Cloning and molecular characterization of plant aldehyde oxidase

Abstract

Primary structural information of a plant aldehyde oxidase (AO), which was purified from maize coleoptiles using indole-3-acetaldehyde as a substrate, was obtained by sequencing a series of cleavage peptides, permitting the cloning of the corresponding cDNA (zmAO-1). The complete nucleotide sequence was determined; the deduced amino acid sequence encodes a protein of 1358 amino acid residues of Mr 146,681, which is consistent with the size of the AO monomeric subunit. There is a significant similarity with AO from mammals and xanthine dehydrogenases from various sources. The maize AO polypeptide contains consensus sequences for iron-sulfur centers and a putative molybdopterin cofactor-binding domain.

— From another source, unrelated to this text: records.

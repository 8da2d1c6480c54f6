//! Refresh/download orchestration.
//!
//! A [`DownloadCoordinator`] is a single task that owns the
//! [`DownloadSession`]. Network work (catalog build, jar download) runs on
//! separate worker tasks which report back to the coordinator over its
//! command channel, so selection state and observer callbacks only ever
//! happen on the coordinator task.
//!
//! ```no_run
//! # use std::sync::Arc;
//! # use quiltflower_updater::core::coordinator::*;
//! # async fn demo(coordinator: DownloadCoordinator) -> quiltflower_updater::core::error::UpdaterResult<()> {
//! let (handle, task) = coordinator.spawn();
//! handle.refresh()?;
//! let session = handle.session().await?;
//! println!("phase: {}", session.phase);
//! handle.shutdown();
//! let _ = task.await;
//! # Ok(())
//! # }
//! ```

mod session;

use std::future::Future;
use std::path::{Path, PathBuf};
use std::sync::Arc;

use tokio::sync::{mpsc, oneshot};
use tokio::task::JoinHandle;
use tracing::{debug, info, warn};

use crate::core::cache::ArtifactCache;
use crate::core::catalog::{select_version, VersionCatalog, VersionResolver};
use crate::core::config::{AppPaths, SettingsStore};
use crate::core::error::{UpdaterError, UpdaterResult};
use crate::core::http::{ReqwestTransport, Transport};
use crate::core::maven::MetadataFetcher;
use crate::core::version::Version;

pub use session::{DownloadSession, Phase};

/// Receives the outcome of coordinator cycles. Called on the coordinator
/// task, one call per outcome.
pub trait UpdateObserver: Send + Sync {
    fn on_versions_loaded(&self, _catalog: &VersionCatalog) {}

    fn on_download_success(&self, _path: &Path) {}

    fn on_download_failure(&self, _error: &UpdaterError) {}

    /// Catalog refresh failed or was rejected because one is in flight.
    fn on_error(&self, _error: &UpdaterError) {}
}

enum Command {
    Refresh,
    Download,
    Select(Version),
    CatalogLoaded {
        cycle: u64,
        result: UpdaterResult<VersionCatalog>,
    },
    DownloadFinished {
        cycle: u64,
        version: Version,
        result: UpdaterResult<PathBuf>,
    },
    Session(oneshot::Sender<DownloadSession>),
    Shutdown,
}

/// Cheap, cloneable front end to a running coordinator.
#[derive(Clone)]
pub struct CoordinatorHandle {
    tx: mpsc::UnboundedSender<Command>,
}

impl CoordinatorHandle {
    /// Reload the catalog, apply the auto-update policy and download the
    /// selected version.
    pub fn refresh(&self) -> UpdaterResult<()> {
        self.send(Command::Refresh)
    }

    /// Download the currently selected version using the loaded catalog.
    pub fn download(&self) -> UpdaterResult<()> {
        self.send(Command::Download)
    }

    /// Make `version` the active version and download it.
    pub fn select_version(&self, version: Version) -> UpdaterResult<()> {
        self.send(Command::Select(version))
    }

    pub async fn session(&self) -> UpdaterResult<DownloadSession> {
        let (tx, rx) = oneshot::channel();
        self.send(Command::Session(tx))?;
        rx.await.map_err(|_| UpdaterError::CoordinatorClosed)
    }

    /// Stop the coordinator. In-flight workers finish but their results are
    /// dropped.
    pub fn shutdown(&self) {
        let _ = self.tx.send(Command::Shutdown);
    }

    fn send(&self, command: Command) -> UpdaterResult<()> {
        self.tx
            .send(command)
            .map_err(|_| UpdaterError::CoordinatorClosed)
    }
}

/// Owns the download session and sequences refresh/download cycles.
pub struct DownloadCoordinator {
    resolver: VersionResolver,
    cache: ArtifactCache,
    settings: Arc<dyn SettingsStore>,
    observer: Arc<dyn UpdateObserver>,
    session: DownloadSession,
    next_cycle: u64,
    tx: mpsc::UnboundedSender<Command>,
    rx: mpsc::UnboundedReceiver<Command>,
}

impl DownloadCoordinator {
    pub fn new(
        resolver: VersionResolver,
        cache: ArtifactCache,
        settings: Arc<dyn SettingsStore>,
        observer: Arc<dyn UpdateObserver>,
    ) -> Self {
        let (tx, rx) = mpsc::unbounded_channel();
        Self {
            resolver,
            cache,
            settings,
            observer,
            session: DownloadSession::default(),
            next_cycle: 0,
            tx,
            rx,
        }
    }

    /// Wire a coordinator against the real network, caching jars under
    /// `paths.jars_dir()`.
    pub fn with_defaults(
        settings: Arc<dyn SettingsStore>,
        paths: &AppPaths,
        observer: Arc<dyn UpdateObserver>,
    ) -> UpdaterResult<Self> {
        let transport: Arc<dyn Transport> =
            Arc::new(ReqwestTransport::from_config(&settings.load().http)?);
        let resolver = VersionResolver::new(MetadataFetcher::new(transport.clone()));
        let cache = ArtifactCache::new(paths.jars_dir(), transport);
        Ok(Self::new(resolver, cache, settings, observer))
    }

    pub fn handle(&self) -> CoordinatorHandle {
        CoordinatorHandle {
            tx: self.tx.clone(),
        }
    }

    /// Run on a new task. Requires a Tokio runtime.
    pub fn spawn(self) -> (CoordinatorHandle, JoinHandle<()>) {
        let handle = self.handle();
        (handle, tokio::spawn(self.run()))
    }

    /// Process commands until [`CoordinatorHandle::shutdown`].
    pub async fn run(mut self) {
        let selected = self.settings.load().selected_version;
        let downloaded = match &selected {
            Some(version) => self.cache.lookup(version).await,
            None => None,
        };
        if let Some(path) = &downloaded {
            debug!("Using previously cached jar {:?}", path);
        }
        self.session = DownloadSession::new(selected, downloaded);

        info!("Download coordinator started");

        while let Some(command) = self.rx.recv().await {
            match command {
                Command::Shutdown => break,
                Command::Refresh => self.start_refresh(),
                Command::Download => self.start_download(),
                Command::Select(version) => self.apply_selection(version).await,
                Command::CatalogLoaded { cycle, result } => {
                    self.catalog_loaded(cycle, result).await
                }
                Command::DownloadFinished {
                    cycle,
                    version,
                    result,
                } => self.download_finished(cycle, version, result),
                Command::Session(reply) => {
                    let _ = reply.send(self.session.clone());
                }
            }
        }

        info!("Download coordinator stopped");
    }

    fn start_refresh(&mut self) {
        if self.session.refreshing {
            let error = UpdaterError::RefreshInProgress;
            warn!("Rejecting refresh: {}", error);
            self.observer.on_error(&error);
            return;
        }

        let cycle = self.new_cycle();
        self.session.refreshing = true;
        self.session.phase = Phase::FetchingCatalog;

        let settings = self.settings.load();
        let resolver = self.resolver.clone();
        debug!("Cycle {}: fetching catalog", cycle);

        spawn_stage(
            self.tx.clone(),
            async move {
                resolver
                    .build_catalog(&settings.release_base_url, &settings.snapshot_base_url)
                    .await
            },
            move |result| Command::CatalogLoaded { cycle, result },
        );
    }

    async fn catalog_loaded(&mut self, cycle: u64, result: UpdaterResult<VersionCatalog>) {
        self.session.refreshing = false;

        let catalog = match result {
            Ok(catalog) => catalog,
            Err(error) => {
                warn!("Cycle {}: failed to load versions: {}", cycle, error);
                self.session.phase = Phase::Failed;
                self.observer.on_error(&error);
                return;
            }
        };

        self.session.phase = Phase::SelectingVersion;
        self.observer.on_versions_loaded(&catalog);

        let settings = self.settings.load();
        let selected = select_version(
            &catalog,
            settings.enable_snapshots,
            settings.auto_update,
            self.session.selected.as_ref(),
        );
        self.session.catalog = Some(Arc::new(catalog));
        self.set_selected(selected).await;

        if !settings.enabled {
            debug!("Cycle {}: updater disabled, skipping download", cycle);
            self.session.phase = Phase::Done;
            return;
        }
        if self.session.selected.is_none() {
            info!("Cycle {}: no version available to download", cycle);
            self.session.phase = Phase::Done;
            return;
        }
        self.start_download();
    }

    async fn apply_selection(&mut self, version: Version) {
        self.set_selected(Some(version)).await;
        self.start_download();
    }

    /// Change the selection and persist it. The store is written on the
    /// blocking pool; the coordinator waits for it so saves stay ordered.
    async fn set_selected(&mut self, selected: Option<Version>) {
        if self.session.selected == selected {
            return;
        }
        info!(
            "Selected version changed: {:?} -> {:?}",
            self.session.selected.as_ref().map(Version::as_str),
            selected.as_ref().map(Version::as_str)
        );
        self.session.selected = selected.clone();
        self.session.downloaded = None;

        let settings = self.settings.clone();
        let saved =
            tokio::task::spawn_blocking(move || settings.save_selected_version(selected.as_ref()))
                .await;
        match saved {
            Ok(Ok(())) => {}
            Ok(Err(e)) => warn!("Failed to persist selected version: {}", e),
            Err(e) => warn!("Settings writer did not finish: {}", e),
        }
    }

    fn start_download(&mut self) {
        let Some(version) = self.session.selected.clone() else {
            self.reject_download(UpdaterError::NotReady("no version selected".into()));
            return;
        };
        let Some(catalog) = self.session.catalog.clone() else {
            self.reject_download(UpdaterError::NotReady("version catalog not loaded".into()));
            return;
        };

        if self.session.downloading {
            self.reject_download(UpdaterError::ConcurrentDownload {
                version: version.to_string(),
            });
            return;
        }

        let cycle = self.new_cycle();
        self.session.downloading = true;
        self.session.phase = Phase::Downloading;

        let settings = self.settings.load();
        let cache = self.cache.clone();
        let started = version.clone();
        debug!("Cycle {}: downloading {}", cycle, version);

        spawn_stage(
            self.tx.clone(),
            async move {
                cache
                    .ensure_downloaded(
                        &started,
                        &catalog,
                        &settings.release_base_url,
                        &settings.snapshot_base_url,
                    )
                    .await
            },
            move |result| Command::DownloadFinished {
                cycle,
                version,
                result,
            },
        );
    }

    /// Report a download trigger that never started. The phase only moves to
    /// `Failed` when no other stage is running.
    fn reject_download(&mut self, error: UpdaterError) {
        warn!("Rejecting download: {}", error);
        if !self.session.refreshing && !self.session.downloading {
            self.session.phase = Phase::Failed;
        }
        self.observer.on_download_failure(&error);
    }

    fn download_finished(&mut self, cycle: u64, version: Version, result: UpdaterResult<PathBuf>) {
        self.session.downloading = false;

        match result {
            Err(error) => {
                warn!("Cycle {}: download of {} failed: {}", cycle, version, error);
                self.session.phase = Phase::Failed;
                self.observer.on_download_failure(&error);
            }
            Ok(path) => {
                self.session.phase = Phase::Done;
                if !self.session.is_current(&version) {
                    warn!(
                        "Cycle {}: discarding {} download, selection moved to {:?}",
                        cycle,
                        version,
                        self.session.selected.as_ref().map(Version::as_str)
                    );
                    return;
                }
                info!("Cycle {}: {} ready at {:?}", cycle, version, path);
                self.session.downloaded = Some(path.clone());
                self.observer.on_download_success(&path);
            }
        }
    }

    fn new_cycle(&mut self) -> u64 {
        self.next_cycle += 1;
        self.next_cycle
    }
}

/// Run `work` on its own task and post its result back as a command.
///
/// A panicking or aborted worker still produces a command (carrying
/// `UpdaterError::Worker`), so every cycle reaches a terminal phase.
fn spawn_stage<T, F, W>(tx: mpsc::UnboundedSender<Command>, work: F, wrap: W)
where
    T: Send + 'static,
    F: Future<Output = UpdaterResult<T>> + Send + 'static,
    W: FnOnce(UpdaterResult<T>) -> Command + Send + 'static,
{
    tokio::spawn(async move {
        let result = match tokio::spawn(work).await {
            Ok(result) => result,
            Err(e) => Err(UpdaterError::Worker(e.to_string())),
        };
        if tx.send(wrap(result)).is_err() {
            debug!("Coordinator stopped before a worker reported back");
        }
    });
}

In addition, another cDNA (zmAO-2), highly homologous to zmAO-1 at both the nucleotide and amino acid sequence levels, was cloned. zmAO-2 would encode a protein of 1349 amino acid residues of Mr 145,173 and has molecular characteristics similar to those of zmAO-1. zmAO-1 was expressed at a high level in roots, which was closely correlated with immunoblotting results using antiserum raised against the purified maize AO protein, whereas zmAO-2 was expressed at a higher level in coleoptiles than in roots. We propose each zmAO may have a unique function during plant development.